I subscribe to the belief (not original with me) that human beings are already disconnected or fragmented at birth. (See, e.g., Schaeffer, 1982, 1–114, especially at 69 ff.Bonhoeffer, 1937/1959, 77–85; Buber, 1938/1972, 118–205, at 177 ff.; von Rad, 1972, 96 and 101.) Each of us is born broken along four dimensions: we are born broken from the natural world (red in tooth and claw), from other human beings, within our own minds, and from the divine ground of being. In other words, we are broken physically, socially, psychologically, and spiritually. This is one way for me to understand the doctrine of original sin—not as something anyone did, but as a condition of being separated or fundamentally disconnected.

Which is not to say that humans are incapable of closing these fissures. For instance, we find ways to engage in collaborative, cooperative, and coordinated activities all the time, when we agree on common goals and work together to achieve them. In fact, it is cooperative activities such as these that interest those of us in leadership studies.
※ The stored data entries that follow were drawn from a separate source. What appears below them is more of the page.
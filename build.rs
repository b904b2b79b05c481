fn main() {
    println!("cargo:rerun-if-changed=.git/HEAD");
    println!("cargo:rerun-if-changed=.git/refs/");

    let git = |args: &[&str]| {
        std::process::Command::new("git")
            .args(args)
            .output()
            .ok()
            .filter(|o| o.status.success())
    };

    let hash = git(&["rev-parse", "--short", "HEAD"])
        .map(|o| String::from_utf8_lossy(&o.stdout).trim().to_string())
        .unwrap_or_default();
    let release = git(&["describe", "--exact-match", "--tags", "HEAD"]).is_some();

    println!("cargo:rustc-env=LQIP_GIT_HASH={hash}");
    println!("cargo:rustc-env=LQIP_RELEASE_BUILD={release}");
}
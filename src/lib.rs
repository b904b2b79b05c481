//! # Gallery LQIP
//!
//! Fills a gallery site's content document with low-quality image
//! placeholders. Every image the document references is downloaded once,
//! shrunk to a tiny blurred JPEG, and written back next to the reference as
//! an inline `data:image/jpeg;base64,...` URI under the `lqip` key. The site
//! shows that blurry preview while the full image loads.
//!
//! # Architecture: One Pass, Five Stages
//!
//! ```text
//! 1. Load     data.json  →  Document           (whole file, key order kept)
//! 2. Scan     Document   →  ScannedIds         (fileName + imageId references)
//! 3. Process  ScannedIds →  PlaceholderMap     (fetch + transform, batches of 5)
//! 4. Inject   PlaceholderMap → Document        (lqip written beside each reference)
//! 5. Persist  Document   →  data.json          (pretty JSON, overwritten in place)
//! ```
//!
//! Only stage 3 touches the network, and only stage 5 writes. `check` stops
//! after stage 2.
//!
//! # Module Map
//!
//! | Module | Role |
//! |--------|------|
//! | [`content`] | The content document: loading, section kinds, field access, saving |
//! | [`scan`] | Stage 2: collects image identifiers in document order |
//! | [`remote`] | The image host: `ImageSource` trait and the HTTP implementation |
//! | [`imaging`] | Pure-Rust placeholder transform: resize, blur, JPEG encode |
//! | [`process`] | Stage 3: bounded-concurrency batches and per-image outcomes |
//! | [`inject`] | Stage 4: writes successful placeholders into the document |
//! | [`pipeline`] | Runs the stages end to end |
//! | [`config`] | `lqip.toml` loading, validation, and stock defaults |
//! | [`output`] | CLI output formatting for progress and summaries |
//!
//! # Design Decisions
//!
//! ## The Document Stays Untyped
//!
//! The content file belongs to the website, not to this tool. It is held as a
//! [`serde_json::Value`] so fields this tool knows nothing about survive a
//! run untouched and in their original order. Only the handful of keys that
//! carry image references are ever read.
//!
//! ## Failures Are Values
//!
//! A missing or corrupt image must not cost the whole run. Each identifier
//! resolves to [`process::Placeholder::Ready`] or
//! [`process::Placeholder::Failed`]; the injector writes the former and leaves
//! the reference alone for the latter. Only a broken document or a failed
//! write aborts.
//!
//! ## Threads, Not Async
//!
//! Batches run on a rayon pool sized to the batch, with blocking HTTP. At five
//! images in flight there is nothing for an async runtime to win, and the
//! image work is CPU-bound anyway.

pub mod config;
pub mod content;
pub mod imaging;
pub mod inject;
pub mod output;
pub mod pipeline;
pub mod process;
pub mod remote;
pub mod scan;

#[cfg(test)]
pub(crate) mod test_helpers;
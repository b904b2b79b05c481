//! Fetching source images from the public image host.
//!
//! [`ImageSource`] is the seam between the pipeline and the network. The
//! production [`HttpSource`] issues one unauthenticated GET per identifier;
//! tests use an in-memory source instead.

use std::time::Duration;
use thiserror::Error;

#[derive(Error, Debug)]
pub enum FetchError {
    #[error("HTTP {status} for {url}")]
    Status { url: String, status: u16 },
    #[error("Timed out fetching {url}")]
    TimedOut { url: String },
    #[error("Request to {url} failed: {message}")]
    Transport { url: String, message: String },
}

/// Anything that can hand back the raw bytes of a stored image.
pub trait ImageSource: Sync {
    fn fetch(&self, identifier: &str) -> Result<Vec<u8>, FetchError>;
}

/// Reads images over HTTP(S) from `<base_url><identifier>`.
pub struct HttpSource {
    base_url: String,
    client: reqwest::blocking::Client,
}

impl HttpSource {
    pub fn new(base_url: impl Into<String>, timeout: Duration) -> Result<Self, FetchError> {
        let base_url = base_url.into();
        let client = reqwest::blocking::Client::builder()
            .timeout(timeout)
            .build()
            .map_err(|e| FetchError::Transport {
                url: base_url.clone(),
                message: e.to_string(),
            })?;
        Ok(Self { base_url, client })
    }

    /// Source address for an identifier: plain concatenation, no separator
    /// added, so the base URL carries its own trailing slash.
    pub fn url_for(&self, identifier: &str) -> String {
        format!("{}{}", self.base_url, identifier)
    }
}

impl ImageSource for HttpSource {
    fn fetch(&self, identifier: &str) -> Result<Vec<u8>, FetchError> {
        let url = self.url_for(identifier);
        let transport = |e: reqwest::Error, url: &str| {
            if e.is_timeout() {
                FetchError::TimedOut {
                    url: url.to_string(),
                }
            } else {
                FetchError::Transport {
                    url: url.to_string(),
                    message: e.to_string(),
                }
            }
        };

        let response = self.client.get(&url).send().map_err(|e| transport(e, &url))?;
        let status = response.status().as_u16();
        if status != 200 {
            return Err(FetchError::Status { url, status });
        }
        let bytes = response.bytes().map_err(|e| transport(e, &url))?;
        Ok(bytes.to_vec())
    }
}
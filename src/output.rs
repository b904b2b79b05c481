//! CLI output formatting.
//!
//! Each display has a `format_*` function returning lines (pure, testable)
//! and, where the CLI needs it, a `print_*` wrapper that writes to stdout.
//!
//! ## Run
//!
//! ```text
//! Found 5 item images and 1 info images
//! Total to process: 6
//! Batch 001: a.jpg, b.jpg, c.jpg, d.jpg, e.jpg
//!     Failed b.jpg: HTTP 404 for https://data.palavara.com/img/b.jpg
//! Batch 002: portrait.jpg
//! Done. Written to mock-data/data.json
//!     6 placeholders: 5 ok, 1 failed
//!     Updated 5 items, 1 info section
//!     Failed: b.jpg
//! ```
//!
//! ## Check
//!
//! ```text
//! Item images (5)
//! 001 a.jpg
//! 002 b.jpg
//! Info images (1)
//! 001 portrait.jpg
//! ```

use crate::pipeline::RunSummary;
use crate::process::ProcessEvent;
use crate::scan::ScannedIds;

/// Format a 1-based positional index as 3-digit zero-padded.
fn format_index(pos: usize) -> String {
    format!("{:0>3}", pos)
}

/// Return indentation string: 4 spaces per depth level.
fn indent(depth: usize) -> String {
    "    ".repeat(depth)
}

/// Pluralize a count with a noun.
fn count(n: usize, singular: &str, plural: &str) -> String {
    if n == 1 {
        format!("{n} {singular}")
    } else {
        format!("{n} {plural}")
    }
}

/// Format a single process event as display lines.
///
/// Successful placeholders are silent; failures carry identifier and message
/// so one image can be tracked down without rerunning verbosely.
pub fn format_process_event(event: &ProcessEvent) -> Vec<String> {
    match event {
        ProcessEvent::ScanCompleted {
            item_images,
            info_images,
            total,
        } => vec![
            format!("Found {item_images} item images and {info_images} info images"),
            format!("Total to process: {total}"),
        ],
        ProcessEvent::BatchStarted {
            number,
            identifiers,
        } => vec![format!(
            "Batch {}: {}",
            format_index(*number),
            identifiers.join(", ")
        )],
        ProcessEvent::PlaceholderReady { .. } => Vec::new(),
        ProcessEvent::PlaceholderFailed {
            identifier,
            message,
        } => vec![format!("{}Failed {}: {}", indent(1), identifier, message)],
    }
}

/// Format the final summary of a completed run.
pub fn format_run_summary(summary: &RunSummary) -> Vec<String> {
    let failed = summary.failed.len();
    let ok = summary.processed - failed;
    let mut lines = vec![
        format!("Done. Written to {}", summary.data_path.display()),
        format!(
            "{}{}: {} ok, {} failed",
            indent(1),
            count(summary.processed, "placeholder", "placeholders"),
            ok,
            failed
        ),
        format!(
            "{}Updated {}, {}",
            indent(1),
            count(summary.inject.items_updated, "item", "items"),
            count(
                summary.inject.sections_updated,
                "info section",
                "info sections"
            )
        ),
    ];
    if !summary.failed.is_empty() {
        lines.push(format!(
            "{}Failed: {}",
            indent(1),
            summary.failed.join(", ")
        ));
    }
    lines
}

pub fn print_run_summary(summary: &RunSummary) {
    for line in format_run_summary(summary) {
        println!("{}", line);
    }
}

/// Format the identifier listing shown by `check`.
pub fn format_check_output(ids: &ScannedIds) -> Vec<String> {
    let mut lines = vec![format!("Item images ({})", ids.file_names.len())];
    for (i, name) in ids.file_names.iter().enumerate() {
        lines.push(format!("{} {}", format_index(i + 1), name));
    }
    lines.push(format!("Info images ({})", ids.image_ids.len()));
    for (i, id) in ids.image_ids.iter().enumerate() {
        lines.push(format!("{} {}", format_index(i + 1), id));
    }
    lines.push(format!(
        "Total to process: {}",
        ids.processing_list().len()
    ));
    lines
}

pub fn print_check_output(ids: &ScannedIds) {
    for line in format_check_output(ids) {
        println!("{}", line);
    }
}
//! End-to-end run: load → scan → process → inject → persist.
//!
//! Stages run strictly one after another; only the process stage is
//! concurrent, and only within a batch. The run either completes (every
//! per-image failure is absorbed) or aborts on a document load, worker pool,
//! or persist error.

use crate::content::{Document, LoadError, PersistError};
use crate::imaging::{ImageBackend, PlaceholderConfig};
use crate::inject::{InjectStats, inject};
use crate::process::{ProcessContext, ProcessError, ProcessEvent, process_all};
use crate::remote::ImageSource;
use crate::scan::{ScannedIds, scan};
use std::path::{Path, PathBuf};
use std::sync::mpsc::Sender;
use thiserror::Error;

#[derive(Error, Debug)]
pub enum PipelineError {
    #[error(transparent)]
    Load(#[from] LoadError),
    #[error(transparent)]
    Process(#[from] ProcessError),
    #[error(transparent)]
    Persist(#[from] PersistError),
}

/// Inputs for a run.
#[derive(Debug, Clone)]
pub struct RunConfig {
    pub data_path: PathBuf,
    pub batch_size: usize,
    pub placeholder: PlaceholderConfig,
}

impl RunConfig {
    pub fn from_config(config: &crate::config::LqipConfig) -> Self {
        Self {
            data_path: config.data_path.clone(),
            batch_size: config.processing.batch_size,
            placeholder: config.placeholder_config(),
        }
    }
}

/// What a completed run did.
#[derive(Debug, Clone, PartialEq, Eq)]
pub struct RunSummary {
    pub data_path: PathBuf,
    pub scanned: ScannedIds,
    /// Identifiers attempted (after cross-provenance dedup).
    pub processed: usize,
    /// Identifiers whose placeholder failed, in processing order.
    pub failed: Vec<String>,
    pub inject: InjectStats,
}

/// Load and scan only. No network access, no writes.
pub fn check(data_path: &Path) -> Result<ScannedIds, LoadError> {
    let document = Document::load(data_path)?;
    Ok(scan(&document))
}

/// Run the whole pipeline against `config.data_path`.
pub fn run(
    config: &RunConfig,
    source: &dyn ImageSource,
    backend: &dyn ImageBackend,
    events: Option<Sender<ProcessEvent>>,
) -> Result<RunSummary, PipelineError> {
    let mut document = Document::load(&config.data_path)?;

    let scanned = scan(&document);
    let identifiers = scanned.processing_list();
    if let Some(tx) = &events {
        tx.send(ProcessEvent::ScanCompleted {
            item_images: scanned.file_names.len(),
            info_images: scanned.image_ids.len(),
            total: identifiers.len(),
        })
        .ok();
    }

    let ctx = ProcessContext {
        source,
        backend,
        placeholder: config.placeholder,
        batch_size: config.batch_size,
    };
    let placeholders = process_all(&identifiers, &ctx, events)?;

    let stats = inject(&mut document, &placeholders);
    document.save(&config.data_path)?;

    let failed = identifiers
        .iter()
        .filter(|id| {
            placeholders
                .get(id.as_str())
                .is_none_or(|p| p.data_uri().is_none())
        })
        .cloned()
        .collect();

    Ok(RunSummary {
        data_path: config.data_path.clone(),
        scanned,
        processed: identifiers.len(),
        failed,
        inject: stats,
    })
}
The field of leadership studies exists in part to examine the processes of influence behind episodes of coordinated, collective behavior. Only in the last thirty or forty years has this examination become conscious of itself as a separate academic enterprise. Before then, of course, many writers noticed leadership and tried to make sense of what was happening. Sadly, those who engage in leadership studies today often neglect the rich heritage that is available. I am not convinced there is a leadership book published in the last twenty years to surpass Aristotle’s Politics. I ensure that my students read and discuss Niccolò Machiavelli’s short book The Prince.

In any case, the literature on leadership in the twentieth century quickly incorporated the fact that leadership comprises not only what the leader is (i.e., a leader’s “traits”) or what the leader does (i.e., a leader’s “behaviors”), but leadership also includes a relationship with the one we call the follower. Leader and follower find themselves participating in what Georg Simmel called a sociological form (1971), a relationship which can serve as its own object of investigation. Beyond this, of course, the participants in leadership belong to a tangled network of mutual influences including rival leaders, out-groups, and beneficiaries who may not belong to the relationship directly. Still, the unit of analysis is the leader and the follower together—a relationship of mutual regard, mutual dependence, and mutual influence.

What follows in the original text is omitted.